GAZA (Reuters) – The International Committee of the Red Cross (ICRC) on Thursday donated vital intensive care equipment to Gaza hospitals but said they remain underequipped for any wider outbreak of the new coronavirus in the territory.

With passage through Gaza’s borders tightly controlled by neighbouring Israel and Egypt, only 17 people have tested positive in the Palestinian territory for the novel coronavirus.

But health authorities are concerned about the risk of widespread infection among a population of two million living in close quarters in the small coastal enclave.

“The prospect of an outbreak of COVID-19 in Gaza is frightening, given the weakness of the health infrastructure and the dense population of the Gaza Strip,” said Daniel Duvillard, head of the ICRC Delegation in Israel and the Palestinian territories.

The ICRC aid included a ventilator, monitors, defibrillators and suction devices and pumps.

“This equipment will help, but much more is needed, and we urge the international community to recognise the seriousness of the risk here,” Duvillard said.

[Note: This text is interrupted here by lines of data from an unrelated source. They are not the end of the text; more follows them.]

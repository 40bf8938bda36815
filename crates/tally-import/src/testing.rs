use std::sync::Arc;

use async_trait::async_trait;
use parking_lot::Mutex;
use serde_json::{Map, Value, json};
use tally_platform::{
    ApiError, BatchInfo, BatchProcessingResult, ColumnMappingSuggestion, ExecuteRequest,
    ImportPreviewResponse, ImportSessionResponse, ImportStatus, MappingTemplate, ModelMetadata,
    PreviewRequest, PreviewRow, RowValidationError, SaveTemplateRequest, TemplateFormat,
    ValidationSummary,
};
use tokio::sync::{Notify, Semaphore};
use uuid::Uuid;

use crate::preflight::UploadFile;
use crate::session::{ImportSessionApi, SessionError};

pub fn account_model() -> ModelMetadata {
    serde_json::from_value(json!({
        "name": "account",
        "fields": [
            {"name": "code", "required": true},
            {"name": "name", "required": true},
            {"name": "account_type", "field_type": "enum", "required": true},
            {"name": "description"}
        ],
        "business_key_fields": ["code"],
        "import_permissions": ["create", "update"]
    }))
    .unwrap()
}

pub fn csv_with_rows(rows: usize) -> UploadFile {
    let mut content = String::from("Code,Name,Type,Notes\n");
    for row in 0..rows {
        content.push_str(&format!("{},Account {row},asset,\n", 1000 + row));
    }
    UploadFile::new("accounts.csv", content.into_bytes())
}

/// In-memory backend that batches and validates like the real service.
#[derive(Default)]
pub struct FakeImportApi {
    pub calls: Mutex<Vec<&'static str>>,
    /// 1-indexed rows that fail validation.
    pub failing_rows: Mutex<Vec<u64>>,
    pub suggestions: Mutex<Vec<ColumnMappingSuggestion>>,
    pub templates: Mutex<Vec<MappingTemplate>>,
    pub fail_next: Mutex<Option<ApiError>>,
    total_rows: Mutex<u64>,
    gate: Option<(Arc<Notify>, Arc<Semaphore>)>,
}

impl FakeImportApi {
    pub fn new() -> Self {
        Self::default()
    }

    /// Every call first signals `entered`, then waits for a permit on `release`.
    pub fn gated() -> (Self, Arc<Notify>, Arc<Semaphore>) {
        let entered = Arc::new(Notify::new());
        let release = Arc::new(Semaphore::new(0));
        let api = Self {
            gate: Some((entered.clone(), release.clone())),
            ..Self::default()
        };
        (api, entered, release)
    }

    pub fn with_failing_rows(self, rows: Vec<u64>) -> Self {
        *self.failing_rows.lock() = rows;
        self
    }

    pub fn call_count(&self) -> usize {
        self.calls.lock().len()
    }

    pub fn calls_to(&self, name: &str) -> usize {
        self.calls.lock().iter().filter(|call| **call == name).count()
    }

    async fn enter(&self, name: &'static str) -> Result<(), SessionError> {
        self.calls.lock().push(name);
        if let Some((entered, release)) = &self.gate {
            entered.notify_one();
            release.acquire().await.expect("gate closed").forget();
        }
        match self.fail_next.lock().take() {
            Some(err) => Err(err.into()),
            None => Ok(()),
        }
    }

    fn failing(&self) -> Vec<u64> {
        self.failing_rows.lock().clone()
    }

    fn row_errors(row: u64) -> Vec<RowValidationError> {
        vec![RowValidationError {
            row_number: Some(row),
            field_name: Some("account_type".to_string()),
            error_type: "invalid_choice".to_string(),
            message: "unknown account type".to_string(),
            current_value: Some(json!("assset")),
        }]
    }
}

#[async_trait]
impl ImportSessionApi for FakeImportApi {
    async fn list_models(&self) -> Result<Vec<String>, SessionError> {
        self.enter("list_models").await?;
        Ok(vec!["account".to_string()])
    }

    async fn model_metadata(&self, model: &str) -> Result<ModelMetadata, SessionError> {
        self.enter("model_metadata").await?;
        if model == "account" {
            return Ok(account_model());
        }
        let mut other = account_model();
        other.name = model.to_string();
        Ok(other)
    }

    async fn create_session(
        &self,
        _model: &str,
        file: &UploadFile,
    ) -> Result<ImportSessionResponse, SessionError> {
        self.enter("create_session").await?;
        let text = String::from_utf8_lossy(&file.content);
        let mut lines = text.lines();
        let detected_columns: Vec<String> = lines
            .next()
            .unwrap_or_default()
            .split(',')
            .map(str::to_string)
            .collect();
        let rows: Vec<&str> = lines.filter(|line| !line.is_empty()).collect();
        *self.total_rows.lock() = rows.len() as u64;

        let sample_rows = rows
            .iter()
            .take(5)
            .map(|line| {
                detected_columns
                    .iter()
                    .zip(line.split(','))
                    .map(|(column, value)| (column.clone(), Value::from(value)))
                    .collect::<Map<String, Value>>()
            })
            .collect();

        Ok(ImportSessionResponse {
            import_session_token: Uuid::new_v4().to_string(),
            detected_columns,
            sample_rows,
            total_rows: Some(rows.len() as u64),
            expires_at: None,
        })
    }

    async fn mapping_suggestions(
        &self,
        _token: &str,
    ) -> Result<Vec<ColumnMappingSuggestion>, SessionError> {
        self.enter("mapping_suggestions").await?;
        Ok(self.suggestions.lock().clone())
    }

    async fn preview(
        &self,
        _token: &str,
        request: &PreviewRequest,
    ) -> Result<ImportPreviewResponse, SessionError> {
        self.enter("preview").await?;
        let total_rows = *self.total_rows.lock();
        let info = BatchInfo::compute(
            total_rows,
            request.batch_size.unwrap_or(100),
            request.batch_number.unwrap_or(0),
        )
        .ok_or_else(|| ApiError::Status {
            status: 422,
            message: "batch out of range".to_string(),
        })?;

        let failing = self.failing();
        let first_row = u64::from(info.current_batch) * u64::from(info.batch_size) + 1;
        let preview_data: Vec<PreviewRow> = (first_row..first_row + u64::from(info.current_batch_rows))
            .map(|row_number| PreviewRow {
                row_number,
                data: Map::new(),
                errors: if failing.contains(&row_number) {
                    Self::row_errors(row_number)
                } else {
                    Vec::new()
                },
                warnings: Vec::new(),
            })
            .collect();
        let error_rows = preview_data.iter().filter(|row| !row.is_valid()).count() as u64;

        Ok(ImportPreviewResponse {
            validation_summary: ValidationSummary {
                total_rows: u64::from(info.current_batch_rows),
                valid_rows: u64::from(info.current_batch_rows) - error_rows,
                error_rows,
                error_count: error_rows,
                warning_count: 0,
            },
            preview_data,
            can_proceed: failing.is_empty() || request.skip_validation_errors,
            batch_info: Some(info),
        })
    }

    async fn validate(
        &self,
        _token: &str,
        _request: &PreviewRequest,
    ) -> Result<ValidationSummary, SessionError> {
        self.enter("validate").await?;
        let total_rows = *self.total_rows.lock();
        let error_rows = self.failing().len() as u64;
        Ok(ValidationSummary {
            total_rows,
            valid_rows: total_rows - error_rows,
            error_rows,
            error_count: error_rows,
            warning_count: 0,
        })
    }

    async fn execute(
        &self,
        _token: &str,
        request: &ExecuteRequest,
    ) -> Result<BatchProcessingResult, SessionError> {
        self.enter("execute").await?;
        let total_rows = *self.total_rows.lock();
        let failing = self.failing();
        let error_rows = failing.len() as u64;
        let errors = failing.iter().flat_map(|row| Self::row_errors(*row)).collect();

        Ok(if error_rows == 0 {
            BatchProcessingResult {
                status: ImportStatus::Completed,
                total_rows,
                successful_rows: total_rows,
                error_rows: 0,
                skipped_rows: 0,
                errors,
            }
        } else if request.skip_errors {
            BatchProcessingResult {
                status: ImportStatus::CompletedWithErrors,
                total_rows,
                successful_rows: total_rows - error_rows,
                error_rows,
                skipped_rows: error_rows,
                errors,
            }
        } else {
            BatchProcessingResult {
                status: ImportStatus::Failed,
                total_rows,
                successful_rows: 0,
                error_rows,
                skipped_rows: 0,
                errors,
            }
        })
    }

    async fn list_templates(&self, _token: &str) -> Result<Vec<MappingTemplate>, SessionError> {
        self.enter("list_templates").await?;
        Ok(self.templates.lock().clone())
    }

    async fn save_template(
        &self,
        _token: &str,
        request: &SaveTemplateRequest,
    ) -> Result<MappingTemplate, SessionError> {
        self.enter("save_template").await?;
        let template = MappingTemplate {
            id: Some(Uuid::new_v4()),
            name: request.name.clone(),
            model: "account".to_string(),
            mappings: request.mappings.clone(),
            import_policy: request.import_policy,
            default_values: request.default_values.clone(),
        };
        self.templates.lock().push(template.clone());
        Ok(template)
    }

    async fn download_template(
        &self,
        _model: &str,
        _format: TemplateFormat,
    ) -> Result<Vec<u8>, SessionError> {
        self.enter("download_template").await?;
        Ok(b"code,name,account_type\n".to_vec())
    }

    async fn download_example(
        &self,
        _model: &str,
        _format: TemplateFormat,
    ) -> Result<Vec<u8>, SessionError> {
        self.enter("download_example").await?;
        Ok(b"code,name,account_type\n1000,Cash,asset\n".to_vec())
    }
}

The ICRC said there were only 93 ventilators in Gaza, or one for every 21,505 persons in the territory, where quarantine facilities have been set up by local health authorities for Palestinians who enter via Egypt or Israel.

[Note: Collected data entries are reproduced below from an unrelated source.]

pub mod events;
pub mod models;
pub mod standards;

pub use events::{LedgerEvent, LedgerEventKind};
pub use models::{
    Account, CostCenter, Invoice, InvoiceLine, InvoiceStatus, JournalEntry, JournalEntryStatus,
    JournalError, JournalLine, PaymentTerm, ThirdParty, ThirdPartyKind,
};
pub use standards::{AccountType, NormalBalance};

Health officials in Gaza said they were in immediate need of 100 ventilators, 140 intensive care unit beds and $23 million for their anti-coronavirus emergency plan.

“Gaza is facing this COVID-19 pandemic with its fragile and over-stretched health system, due to long years of closure and siege and poverty and shortages of many resources,” said Abdullatif Alhaj of Gaza’s health ministry.

Palestinians say 13 years of economic sanctions by Israel and its border blockade have crippled their economy and undermined the development of medical facilities, weakening their ability to face a pandemic.

Israel has promised to ensure medical aid reaches Gaza to combat the coronavirus crisis. It has said its long-standing blockade helps prevent money and weapons from reaching the Islamist group Hamas, which has run the enclave since 2007.

Gaza is not yet under full lockdown, but as the holy fasting month of Ramadan starts people are extremely cautious about visiting each other and spending savings.